Environmental Biology of Fishes

, Volume 88, Issue 2, pp 169–188 | Cite as

Teleost fish with specific genome duplication as unique models of vertebrate evolution



Whole-genome duplication (WGD) is believed to be one of the major evolutionary events that shaped the genome organization of vertebrates. Here, we review recent research on vertebrate genome evolution, specifically on WGD and its consequences for gene and genome evolution in teleost fishes. Recent genome analyses confirmed that all vertebrates experienced two rounds of WGD early in their evolution, and that teleosts experienced a subsequent additional third-round (3R)-WGD. The 3R-WGD was estimated to have occurred 320–400 million years ago in a teleost ancestor, but after its divergence from a common ancestor with living non-teleost actinopterygians (Bichir, Sturgeon, Bowfin, and Gar) based on the analyses of teleost-specific duplicate genes. This 3R-WGD was confirmed by synteny analysis and ancestral karyotype inference using the genome sequences of Tetraodon and medaka. Most of the tetrapods, on the other hand, have not experienced an additional WGD; however, they have experienced repeated chromosomal rearrangements throughout the whole genome. Therefore, different types of chromosomal events have characterized the genomes of teleosts and tetrapods, respectively. The 3R-WGD is useful to investigate the consequences of WGD because it is an evolutionarily recent WGD and thus teleost genomes retain many more WGD-derived duplicates and “traces” of their evolution. In addition, the remarkable morphological, physiological, and ecological diversity of teleosts may facilitate understanding of macrophenotypic evolution on the basis of genetic/genomic information. We highlight the teleosts with 3R-WGD as unique models for future studies on ecology and evolution taking advantage of emerging genomics technologies and systems biology environments.

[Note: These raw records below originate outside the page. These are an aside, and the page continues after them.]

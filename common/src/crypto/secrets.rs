// SPDX-FileCopyrightText: 2025 Phoenix R&D GmbH <hello@phnx.im>
//
// SPDX-License-Identifier: AGPL-3.0-or-later

//! This module contains the [`Secret`] struct, which wraps fixed-length
//! symmetric key material. Secrets are wiped on drop and redacted in all
//! formatting output.

use std::fmt::Display;

use rand_chacha::rand_core::{RngCore as _, SeedableRng as _};
use secrecy::zeroize::{Zeroize, ZeroizeOnDrop};
use serde::{Deserialize, Serialize};

use super::errors::RandomnessError;

/// Hex (de)serialization for fixed-length byte arrays of arbitrary const
/// generic size. `hex::serde` only implements `FromHex` for a bounded set of
/// concrete array lengths, which doesn't cover a generic `const LENGTH`.
mod hex_array {
    use serde::{Deserialize, Deserializer, Serializer};

    pub fn serialize<S, const LENGTH: usize>(
        data: &[u8; LENGTH],
        serializer: S,
    ) -> Result<S::Ok, S::Error>
    where
        S: Serializer,
    {
        serializer.serialize_str(&hex::encode(data))
    }

    pub fn deserialize<'de, D, const LENGTH: usize>(
        deserializer: D,
    ) -> Result<[u8; LENGTH], D::Error>
    where
        D: Deserializer<'de>,
    {
        let s = String::deserialize(deserializer)?;
        let bytes = hex::decode(&s).map_err(serde::de::Error::custom)?;
        bytes
            .try_into()
            .map_err(|_| serde::de::Error::custom("invalid length for hex-encoded secret"))
    }
}

/// Struct that contains a (symmetric) secret of fixed length LENGTH.
#[derive(Clone, PartialEq, Eq, Serialize, Deserialize)]
pub struct Secret<const LENGTH: usize> {
    #[serde(with = "hex_array")]
    secret: [u8; LENGTH],
}

impl<const LENGTH: usize> From<[u8; LENGTH]> for Secret<LENGTH> {
    fn from(secret: [u8; LENGTH]) -> Self {
        Self { secret }
    }
}

impl<const LENGTH: usize> Secret<LENGTH> {
    /// Get the internal secret value
    pub fn secret(&self) -> &[u8; LENGTH] {
        &self.secret
    }

    pub fn into_secret(self) -> [u8; LENGTH] {
        self.secret
    }

    /// Generate a fresh, random secret.
    pub fn random() -> Result<Self, RandomnessError> {
        let mut secret = [0; LENGTH];
        rand_chacha::ChaCha20Rng::from_entropy()
            .try_fill_bytes(secret.as_mut_slice())
            .map_err(|_| RandomnessError::InsufficientRandomness)?;
        Ok(Self { secret })
    }
}

// Ensure that secrets are wiped from memory securely upon being dropped.
impl<const LENGTH: usize> Zeroize for Secret<LENGTH> {
    fn zeroize(&mut self) {
        self.secret.zeroize()
    }
}

impl<const LENGTH: usize> ZeroizeOnDrop for Secret<LENGTH> {}

// Ensures that secrets are not printed in debug outputs.
impl<const LENGTH: usize> std::fmt::Debug for Secret<LENGTH> {
    fn fmt(&self, f: &mut std::fmt::Formatter<'_>) -> std::fmt::Result {
        f.debug_struct("Secret: [[REDACTED]]").finish()
    }
}

// Ensures that secrets are not printed in format strings.
impl<const LENGTH: usize> Display for Secret<LENGTH> {
    fn fmt(&self, f: &mut std::fmt::Formatter<'_>) -> std::fmt::Result {
        write!(f, "[[REDACTED]]")
    }
}

#[cfg(test)]
mod tests {
    use super::*;

    #[test]
    fn debug_output_is_redacted() {
        let secret = Secret::<32>::random().unwrap();
        assert!(!format!("{secret:?}").contains(&hex::encode(secret.secret())));
    }

    #[test]
    fn serde_roundtrip() {
        let secret = Secret::<16>::random().unwrap();
        let json = serde_json::to_string(&secret).unwrap();
        let back: Secret<16> = serde_json::from_str(&json).unwrap();
        assert_eq!(secret, back);
    }
}
// SPDX-FileCopyrightText: 2025 Phoenix R&D GmbH <hello@phnx.im>
//
// SPDX-License-Identifier: AGPL-3.0-or-later

//! Personal log endpoints under `/self/logs/{db}`.

use loomcommon::messages::{
    AppendChainLogRequest, EncryptedChainEntry, HeadResponse, LogsPage,
};

use crate::{ApiClient, ApiClientError};

impl ApiClient {
    /// `GET /self/logs/{db}/head`
    pub async fn personal_head(
        &self,
        db: &str,
    ) -> Result<Option<EncryptedChainEntry>, ApiClientError> {
        let response: HeadResponse<EncryptedChainEntry> = self
            .get_json(&format!("self/logs/{db}/head"), &[])
            .await?;
        Ok(response.head)
    }

    /// `GET /self/logs/{db}?startIndex=i&limit=n`
    pub async fn personal_logs(
        &self,
        db: &str,
        start_index: u64,
        limit: u32,
    ) -> Result<LogsPage<EncryptedChainEntry>, ApiClientError> {
        self.get_json(
            &format!("self/logs/{db}"),
            &[
                ("startIndex", start_index.to_string()),
                ("limit", limit.to_string()),
            ],
        )
        .await
    }

    /// `GET /self/logs/{db}/{index}`
    pub async fn personal_log_at(
        &self,
        db: &str,
        index: u64,
    ) -> Result<EncryptedChainEntry, ApiClientError> {
        self.get_json(&format!("self/logs/{db}/{index}"), &[]).await
    }

    /// `POST /self/logs/{db}`
    pub async fn personal_append(
        &self,
        db: &str,
        request: AppendChainLogRequest,
    ) -> Result<EncryptedChainEntry, ApiClientError> {
        self.post_json(&format!("self/logs/{db}"), &request).await
    }
}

3R-WGD Gene duplication Ancestral karyotype Chromosomal evolution Teleost diversity 



The manuscript benefited from the comments of two anonymous reviewers. We thank our colleagues at the Ocean Research Institute and the Graduate School of Frontier Sciences of the University of Tokyo, and the National Institute of Genetics for helpful discussions and comments. This work was partially supported by Grants-in-Aid from the Japan Society for the Promotion of Science to MN.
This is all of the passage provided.